IHL and Our Response to Humanitarian Needs: A Commonwealth Perspective: Joint pledge on sexual violence, particularly in armed conflict
Head of International Law
British Red Cross
- The British Red Cross provided support to ICRC research on approaches to the potential consequences of mandatory reporting of sexual assault.
- The British Red Cross developed a policy and advocacy briefing on the social safety net project for survivors of sexual violence, providing recommendations for better programmatic responses. This was shared as best practice within the Gender & Diversity/ SGBV Movement network and will be utilised in communications with the UK’s Department for International Development and in UK policy forums.
- The British Red Cross actively participated in a Movement-wide workshop to develop a SGBV training for National Societies and Federation delegates.
- In early May 2016 the British Red Cross and the ICRC held a public event entitled “Local to International: Responding to Sexual and Gender-based Violence in Conflict and Crises”. The event explored the humanitarian system and its response to the issue.
- In early June 2016 the British Red Cross held a joint seminar on IHL issues with the Commonwealth Secretariat, which included a session on addressing SGBV in armed conflicts and disasters.
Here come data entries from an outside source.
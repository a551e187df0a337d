//! SQL Compiler - renders a mapped `QueryAst` as parametrized SQL text
//!
//! Compilation is a pure function of the AST: the same tree always yields the
//! same text and the same parameter order.

use std::fmt::Debug;

use super::ast::{
    ColumnRef, DeleteAst, InsertAst, JoinClause, JoinOperand, OutputName, Predicate, QueryAst,
    SelectAst, SelectItem, TableRef, UpdateAst,
};
use super::types::QueryOperator;
use crate::backends::DatabaseValue;
use crate::error::{ModelError, ModelResult};

/// SQL text with positional placeholders plus its ordered parameters
#[derive(Debug, Clone, PartialEq)]
pub struct CompiledStatement {
    pub sql: String,
    pub params: Vec<DatabaseValue>,
}

impl CompiledStatement {
    pub fn new(sql: impl Into<String>, params: Vec<DatabaseValue>) -> Self {
        Self {
            sql: sql.into(),
            params,
        }
    }
}

/// Turns a statement tree into dialect-specific SQL
pub trait SqlCompiler: Send + Sync + Debug {
    fn compile(&self, ast: &QueryAst) -> ModelResult<CompiledStatement>;
}

/// MySQL dialect: backtick identifiers, `?` placeholders
#[derive(Debug, Clone, Copy, Default)]
pub struct MySqlCompiler;

impl MySqlCompiler {
    pub fn new() -> Self {
        Self
    }
}

impl SqlCompiler for MySqlCompiler {
    fn compile(&self, ast: &QueryAst) -> ModelResult<CompiledStatement> {
        let mut writer = SqlWriter::default();
        match ast {
            QueryAst::Select(select) => writer.select(select)?,
            QueryAst::Insert(insert) => writer.insert(insert),
            QueryAst::Update(update) => writer.update(update)?,
            QueryAst::Delete(delete) => writer.delete(delete)?,
        }
        Ok(CompiledStatement::new(writer.sql, writer.params))
    }
}

/// Quote an identifier, doubling embedded backticks
pub fn quote_identifier(identifier: &str) -> String {
    format!("`{}`", identifier.replace('`', "``"))
}

#[derive(Default)]
struct SqlWriter {
    sql: String,
    params: Vec<DatabaseValue>,
}

impl SqlWriter {
    fn push(&mut self, text: &str) {
        self.sql.push_str(text);
    }

    fn bind(&mut self, value: &DatabaseValue) {
        self.sql.push('?');
        self.params.push(value.clone());
    }

    fn column(&mut self, column: &ColumnRef) {
        let text = format!(
            "{}.{}",
            quote_identifier(&column.table),
            quote_identifier(&column.column)
        );
        self.push(&text);
    }

    fn table(&mut self, table: &TableRef) {
        let mut text = quote_identifier(&table.table);
        if table.alias != table.table {
            text.push_str(" AS ");
            text.push_str(&quote_identifier(&table.alias));
        }
        self.push(&text);
    }

    fn select(&mut self, select: &SelectAst) -> ModelResult<()> {
        self.push(if select.distinct { "SELECT DISTINCT " } else { "SELECT " });
        if select.columns.is_empty() {
            self.push(&format!("{}.*", quote_identifier(&select.from.alias)));
        }
        for (i, item) in select.columns.iter().enumerate() {
            if i > 0 {
                self.push(", ");
            }
            self.select_item(item);
        }

        self.push(" FROM ");
        self.table(&select.from);

        for join in &select.joins {
            self.join(join)?;
        }

        self.where_clause(&select.predicates)?;

        if !select.group_by.is_empty() {
            self.push(" GROUP BY ");
            for (i, column) in select.group_by.iter().enumerate() {
                if i > 0 {
                    self.push(", ");
                }
                self.column(column);
            }
        }

        if !select.order.is_empty() {
            self.push(" ORDER BY ");
            for (i, order) in select.order.iter().enumerate() {
                if i > 0 {
                    self.push(", ");
                }
                self.column(&order.column);
                self.push(&format!(" {}", order.direction));
            }
        }

        if let Some(limit) = select.limit {
            self.push(&format!(" LIMIT {}", limit));
            if let Some(offset) = select.offset {
                self.push(&format!(" OFFSET {}", offset));
            }
        }
        Ok(())
    }

    fn select_item(&mut self, item: &SelectItem) {
        match item {
            SelectItem::AllColumns(alias) => self.push(&format!("{}.*", quote_identifier(alias))),
            SelectItem::Column { column, output } => {
                self.column(column);
                let alias = match output {
                    OutputName::Bare => None,
                    OutputName::Prefixed(prefix) => Some(format!("{}_{}", prefix, column.column)),
                    OutputName::Exact(name) => Some(name.clone()),
                };
                if let Some(alias) = alias {
                    self.push(&format!(" AS {}", quote_identifier(&alias)));
                }
            }
            SelectItem::CountDistinct { column, output } => {
                self.push("COUNT(DISTINCT ");
                self.column(column);
                self.push(&format!(") AS {}", quote_identifier(output)));
            }
        }
    }

    fn join(&mut self, join: &JoinClause) -> ModelResult<()> {
        self.push(&format!(" {} ", join.join_type));
        match &join.subquery {
            Some(subquery) => {
                self.push("(");
                self.select(subquery)?;
                self.push(&format!(") AS {}", quote_identifier(&join.table.alias)));
            }
            None => self.table(&join.table),
        }
        self.push(" ON ");
        for (i, (column, operand)) in join.on.iter().enumerate() {
            if i > 0 {
                self.push(" AND ");
            }
            self.column(column);
            self.push(" = ");
            match operand {
                JoinOperand::Column(other) => self.column(other),
                JoinOperand::Value(value) => self.bind(value),
            }
        }
        Ok(())
    }

    fn where_clause(&mut self, predicates: &[Predicate]) -> ModelResult<()> {
        if predicates.is_empty() {
            return Ok(());
        }
        self.push(" WHERE ");
        for (i, predicate) in predicates.iter().enumerate() {
            if i > 0 {
                self.push(" AND ");
            }
            self.predicate(predicate)?;
        }
        Ok(())
    }

    fn predicate(&mut self, predicate: &Predicate) -> ModelResult<()> {
        let operator = predicate.operator;
        let is_null_value = predicate.value.as_ref().map_or(true, DatabaseValue::is_null);

        match operator {
            QueryOperator::IsNull | QueryOperator::IsNotNull => {
                self.column(&predicate.column);
                self.push(&format!(" {}", operator));
            }
            QueryOperator::Equal | QueryOperator::NotEqual if is_null_value => {
                self.column(&predicate.column);
                self.push(if operator == QueryOperator::Equal {
                    " IS NULL"
                } else {
                    " IS NOT NULL"
                });
            }
            QueryOperator::In | QueryOperator::NotIn => {
                if predicate.values.is_empty() {
                    // nothing is in an empty set
                    self.push(if operator == QueryOperator::In { "1 = 0" } else { "1 = 1" });
                    return Ok(());
                }
                self.column(&predicate.column);
                self.push(&format!(" {} (", operator));
                for (i, value) in predicate.values.iter().enumerate() {
                    if i > 0 {
                        self.push(", ");
                    }
                    self.bind(value);
                }
                self.push(")");
            }
            _ => {
                let value = predicate.value.as_ref().ok_or_else(|| {
                    ModelError::Query(format!(
                        "Operator {} on '{}' requires a value",
                        operator, predicate.column.column
                    ))
                })?;
                self.column(&predicate.column);
                self.push(&format!(" {} ", operator));
                self.bind(value);
            }
        }
        Ok(())
    }

    fn insert(&mut self, insert: &InsertAst) {
        self.push("INSERT INTO ");
        self.push(&quote_identifier(&insert.table.table));
        let columns: Vec<String> = insert
            .values
            .iter()
            .map(|(column, _)| quote_identifier(column))
            .collect();
        self.push(&format!(" ({}) VALUES (", columns.join(", ")));
        for (i, (_, value)) in insert.values.iter().enumerate() {
            if i > 0 {
                self.push(", ");
            }
            self.bind(value);
        }
        self.push(")");
    }

    fn update(&mut self, update: &UpdateAst) -> ModelResult<()> {
        if update.values.is_empty() {
            return Err(ModelError::Query(format!(
                "Update of '{}' has no values to set",
                update.table.table
            )));
        }
        self.push("UPDATE ");
        self.push(&quote_identifier(&update.table.table));
        self.push(" SET ");
        for (i, (column, value)) in update.values.iter().enumerate() {
            if i > 0 {
                self.push(", ");
            }
            self.push(&format!("{} = ", quote_identifier(column)));
            self.bind(value);
        }
        self.where_clause(&update.predicates)
    }

    fn delete(&mut self, delete: &DeleteAst) -> ModelResult<()> {
        self.push("DELETE FROM ");
        self.push(&quote_identifier(&delete.table.table));
        self.where_clause(&delete.predicates)
    }
}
The seminar was aimed primarily at officials of Commonwealth High Commissions in London.
- The British Red Cross and the ICRC co-authored a paper covering a range of IHL issues for the Meeting of Senior Officials of Commonwealth Law Ministries and the Meeting of Law Ministers and Attorneys-General of Small Commonwealth Jurisdictions, both held in October 2016. The paper addressed matters including sexual and gender-based violence in situations such as armed conflicts, disasters and other emergencies. The paper has been up-dated for presentation at the Commonwealth Law Ministers Meeting in October 2017.
Challenges have included social and cultural reluctance in programmes to address explicitly some aspects of SGBV, as well as the requirement to maintain anonymity of survivors, owing to the existence of mandatory reporting obligations in some domestic contexts.